TASK BRIEF
When the line containing "let mut exchange = Exchange::default();" is found in the data below, copy it and each line after it through the line containing "let (parts, body) = request.into_parts();", exactly and with no others.

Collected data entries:
++++++++++++++++++++

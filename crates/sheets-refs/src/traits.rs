//! The [`RefStore`] trait defining the reference storage interface.

use sheets_types::ObjectId;

use crate::error::RefResult;

/// Storage backend for named references.
///
/// Implementations must be thread-safe and make [`RefStore::update_ref`]
/// atomic: the comparison against `expected_old` and the write happen under
/// one lock. Names are canonical (`refs/heads/master`).
pub trait RefStore: Send + Sync {
    /// Read a ref by canonical name. `Ok(None)` if it does not exist.
    fn read_ref(&self, name: &str) -> RefResult<Option<ObjectId>>;

    /// Point `name` at `new`.
    ///
    /// When `expected_old` is given the update only succeeds if the ref
    /// currently points there; otherwise it fails with
    /// [`RefError::Conflict`](crate::RefError::Conflict) and nothing changes.
    fn update_ref(
        &self,
        name: &str,
        new: ObjectId,
        expected_old: Option<ObjectId>,
    ) -> RefResult<()>;

    /// Delete a ref. Returns `Ok(true)` if it existed.
    fn delete_ref(&self, name: &str) -> RefResult<bool>;

    /// List all refs whose canonical name starts with `prefix`, sorted.
    fn list_refs(&self, prefix: &str) -> RefResult<Vec<(String, ObjectId)>>;

    /// List all branch refs.
    fn branches(&self) -> RefResult<Vec<(String, ObjectId)>> {
        self.list_refs(crate::names::HEADS_PREFIX)
    }
}
use sheets_store::StoreError;

use crate::expr::ExprError;

/// Errors from compiling, rendering or querying a path template.
#[derive(Debug, thiserror::Error)]
pub enum TemplateError {
    #[error("expression {0} not closed with }}}}")]
    Unclosed(String),

    #[error("path segment {0:?} holds more than one expression")]
    MultipleExpressions(String),

    #[error("invalid expression {expr:?}: {source}")]
    InvalidExpression { expr: String, source: ExprError },

    #[error("failed to evaluate {expr:?}: {source}")]
    Evaluation { expr: String, source: ExprError },

    #[error("unable to render path component {0:?}")]
    Unrenderable(String),

    #[error("could not generate any path for record")]
    EmptyPath,

    #[error("value {value:?} of {component:?} would span several path segments")]
    InvalidValue { component: String, value: String },

    #[error("store error: {0}")]
    Store(#[from] StoreError),
}

pub type TemplateResult<T> = Result<T, TemplateError>;
use thiserror::Error;

/// Failures encountered while building a dump record.
///
/// Every variant is downgraded to a diagnostic note on the emitted log
/// record; none of them propagate to the caller or alter the response
/// delivered to the client.
#[derive(Debug, Error)]
pub enum DumpError {
    /// Bytes were not valid for the declared format.
    #[error(transparent)]
    Decode(serde_json::Error),

    /// A typed value could not be re-serialized to the generic JSON form.
    #[error(transparent)]
    Encode(serde_json::Error),

    /// A request or response body stream could not be fully read.
    #[error(transparent)]
    BodyRead(axum::Error),

    /// The response body cannot be buffered for inspection.
    #[error("{0}")]
    CaptureUnavailable(&'static str),
}
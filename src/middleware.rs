//! The interception handler: runs before and after the downstream handler,
//! captures headers and bodies by content type, and emits one structured
//! log event per request.

use std::sync::Arc;
use std::time::Instant;

use axum::{
    body::{Body, Bytes},
    extract::State,
    http::{header, HeaderMap, Method, Request, Response, StatusCode, Uri},
    middleware::Next,
};
use http_body_util::BodyExt;
use serde_json::Value;
use tracing::debug;

use crate::capture::CaptureBody;
use crate::config::DumpConfig;
use crate::error::DumpError;
use crate::format;

/// Largest response body the middleware will buffer for inspection.
const MAX_CAPTURE_BYTES: u64 = 1024 * 1024;

/// Requests slower than this are logged as "slow request".
const SLOW_REQUEST_MS: u128 = 2000;

/// Per-request capture state. Created at request entry, consumed by one
/// log emission, never shared across requests.
#[derive(Debug, Default)]
struct Exchange {
    request_headers: Option<Value>,
    request_body: Option<Value>,
    response_headers: Option<Value>,
    response_body: Option<Value>,
    diagnostics: String,
}

impl Exchange {
    fn note(&mut self, message: &str) {
        if !self.diagnostics.is_empty() {
            self.diagnostics.push_str("; ");
        }
        self.diagnostics.push_str(message);
    }
}

/// Dump middleware entry point, attachable via
/// `axum::middleware::from_fn_with_state(Arc::new(config), axum_dump::dump)`.
///
/// Fail-open: nothing this function does can change the HTTP outcome. Every
/// capture failure becomes a diagnostic note on the emitted event.
pub async fn dump(
    State(config): State<Arc<DumpConfig>>,
    request: Request<Body>,
    next: Next,
) -> Response<Body> {
    let started = Instant::now();
    let method = request.method().clone();
    let uri = request.uri().clone();
    let mut exchange = Exchange::default();

    let request = if config.show_request {
        inspect_request(&config, request, &mut exchange).await
    } else {
        request
    };

    let response = next.run(request).await;

    let response = if config.show_response {
        inspect_response(&config, response, &mut exchange).await
    } else {
        response
    };

    let elapsed_ms = started.elapsed().as_millis();
    // Emission must not delay returning the response.
    tokio::spawn(async move {
        emit(method, uri, elapsed_ms, exchange);
    });

    response
}

/// Pre-downstream phase: request headers, then the request body by content
/// type. The body is restored onto the request so downstream still reads
/// the original bytes.
async fn inspect_request(
    config: &DumpConfig,
    request: Request<Body>,
    exchange: &mut Exchange,
) -> Request<Body> {
    if config.show_headers {
        match format::headers_to_json(request.headers(), &config.header_hidden) {
            Ok(value) => exchange.request_headers = Some(value),
            Err(err) => exchange.note(&format!("parse req header err: {err}")),
        }
    }

    if !config.show_body || declared_content_length(request.headers()) == 0 {
        return request;
    }

    let (parts, body) = request.into_parts();
    let mut capture = CaptureBody::new(body);
    let bytes = match (&mut capture).collect().await {
        Ok(collected) => collected.to_bytes(),
        Err(err) => {
            let err = DumpError::BodyRead(err);
            exchange.note(&format!("read req body err: {err}"));
            // Downstream observes the partial bytes and the same read error.
            return Request::from_parts(parts, replay_failure(capture.into_cache(), err));
        }
    };

    match media_type(&parts.headers) {
        Ok(media) => match (media.type_(), media.subtype()) {
            (mime::TEXT, mime::PLAIN) => {
                // Not a key-value structure, no redaction.
                let text = Value::String(String::from_utf8_lossy(&bytes).into_owned());
                exchange.request_body = Some(clamp(config, text));
            }
            (mime::APPLICATION, mime::JSON) => {
                match format::json_from_bytes(&bytes, &config.body_hidden) {
                    Ok(value) => exchange.request_body = Some(clamp(config, value)),
                    Err(err) => exchange.note(&format!("parse req body err: {err}")),
                }
            }
            (mime::APPLICATION, mime::WWW_FORM_URLENCODED) => {
                match format::form_to_json(&bytes, &config.body_hidden) {
                    Ok(value) => exchange.request_body = Some(clamp(config, value)),
                    Err(err) => exchange.note(&format!("parse req body err: {err}")),
                }
            }
            // Multipart uploads and unrecognized types pass through uninspected.
            _ => {}
        },
        Err(message) => exchange.note(&message),
    }

    Request::from_parts(parts, Body::from(bytes))
}

/// Post-downstream phase: response headers, then the response body through
/// the capture adapter. The client-facing response is rebuilt from the
/// captured bytes and stays byte-identical.
async fn inspect_response(
    config: &DumpConfig,
    response: Response<Body>,
    exchange: &mut Exchange,
) -> Response<Body> {
    if config.show_headers {
        match format::headers_to_json(response.headers(), &config.header_hidden) {
            Ok(value) => exchange.response_headers = Some(value),
            Err(err) => exchange.note(&format!("parse res header err: {err}")),
        }
    }

    if !config.show_body || !body_allowed_for_status(response.status()) {
        return response;
    }

    let (parts, body) = response.into_parts();
    if let Err(err) = capturable(&body) {
        exchange.note(&err.to_string());
        return Response::from_parts(parts, body);
    }

    let mut capture = CaptureBody::new(body);
    if let Err(err) = (&mut capture).collect().await {
        let err = DumpError::BodyRead(err);
        exchange.note(&format!("read res body err: {err}"));
        return Response::from_parts(parts, replay_failure(capture.into_cache(), err));
    }

    let cached = capture.into_cache();
    if !cached.is_empty() {
        match media_type(&parts.headers) {
            Ok(media) if media.type_() == mime::APPLICATION && media.subtype() == mime::JSON => {
                match format::json_from_bytes(&cached, &config.body_hidden) {
                    Ok(value) => exchange.response_body = Some(clamp(config, value)),
                    Err(err) => exchange.note(&format!("parse res body err: {err}")),
                }
            }
            // HTML and everything else stays uninspected.
            Ok(_) => {}
            Err(message) => exchange.note(&message),
        }
    }

    Response::from_parts(parts, Body::from(cached))
}

fn emit(method: Method, uri: Uri, elapsed_ms: u128, exchange: Exchange) {
    let message = log_message(elapsed_ms);
    let duration_ms = elapsed_ms as u64;
    let Exchange {
        request_headers,
        request_body,
        response_headers,
        response_body,
        diagnostics,
    } = exchange;
    let request_headers = request_headers.unwrap_or(Value::Null);
    let request_body = request_body.unwrap_or(Value::Null);
    let response_headers = response_headers.unwrap_or(Value::Null);
    let response_body = response_body.unwrap_or(Value::Null);

    if diagnostics.is_empty() {
        debug!(
            request_url = %uri,
            request_method = %method,
            duration_ms,
            request_headers = %request_headers,
            request_body = %request_body,
            response_headers = %response_headers,
            response_body = %response_body,
            "{}",
            message,
        );
    } else {
        debug!(
            request_url = %uri,
            request_method = %method,
            duration_ms,
            request_headers = %request_headers,
            request_body = %request_body,
            response_headers = %response_headers,
            response_body = %response_body,
            dump_error = %diagnostics,
            "{}",
            message,
        );
    }
}

fn log_message(elapsed_ms: u128) -> &'static str {
    if elapsed_ms > SLOW_REQUEST_MS {
        "slow request"
    } else {
        "normal request"
    }
}

/// Rebuilds a body whose read failed partway: the bytes that arrived before
/// the failure are replayed, then the original error is surfaced, so the
/// next reader observes the same outcome it would have without the
/// middleware.
fn replay_failure(cached: Bytes, err: DumpError) -> Body {
    Body::from_stream(futures::stream::iter(vec![Ok(cached), Err(err)]))
}

/// Capture needs a bounded body that fits the buffer; a streaming or
/// oversized body is forwarded untouched.
fn capturable(body: &Body) -> Result<(), DumpError> {
    match http_body::Body::size_hint(body).upper() {
        Some(bound) if bound <= MAX_CAPTURE_BYTES => Ok(()),
        _ => Err(DumpError::CaptureUnavailable(
            "response body is unbounded or exceeds the capture limit, can not read body cache",
        )),
    }
}

fn declared_content_length(headers: &HeaderMap) -> u64 {
    headers
        .get(header::CONTENT_LENGTH)
        .and_then(|value| value.to_str().ok())
        .and_then(|value| value.parse().ok())
        .unwrap_or(0)
}

fn media_type(headers: &HeaderMap) -> Result<mime::Mime, String> {
    let raw = headers
        .get(header::CONTENT_TYPE)
        .and_then(|value| value.to_str().ok())
        .unwrap_or("");
    raw.parse::<mime::Mime>()
        .map_err(|err| format!("content-type {raw:?} parse err: {err}"))
}

fn body_allowed_for_status(status: StatusCode) -> bool {
    !(status.is_informational()
        || status == StatusCode::NO_CONTENT
        || status == StatusCode::NOT_MODIFIED)
}

fn clamp(config: &DumpConfig, value: Value) -> Value {
    match config.max_string_len {
        Some(max) => format::truncate_strings(value, max),
        None => value,
    }
}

++++++++++++++++++++

EXERCISE RESPONSE
    let mut exchange = Exchange::default();

    let request = if config.show_request {
        inspect_request(&config, request, &mut exchange).await
    } else {
        request
    };

    let response = next.run(request).await;

    let response = if config.show_response {
        inspect_response(&config, response, &mut exchange).await
    } else {
        response
    };

    let elapsed_ms = started.elapsed().as_millis();
    // Emission must not delay returning the response.
    tokio::spawn(async move {
        emit(method, uri, elapsed_ms, exchange);
    });

    response
}

/// Pre-downstream phase: request headers, then the request body by content
/// type. The body is restored onto the request so downstream still reads
/// the original bytes.
async fn inspect_request(
    config: &DumpConfig,
    request: Request<Body>,
    exchange: &mut Exchange,
) -> Request<Body> {
    if config.show_headers {
        match format::headers_to_json(request.headers(), &config.header_hidden) {
            Ok(value) => exchange.request_headers = Some(value),
            Err(err) => exchange.note(&format!("parse req header err: {err}")),
        }
    }

    if !config.show_body || declared_content_length(request.headers()) == 0 {
        return request;
    }

    let (parts, body) = request.into_parts();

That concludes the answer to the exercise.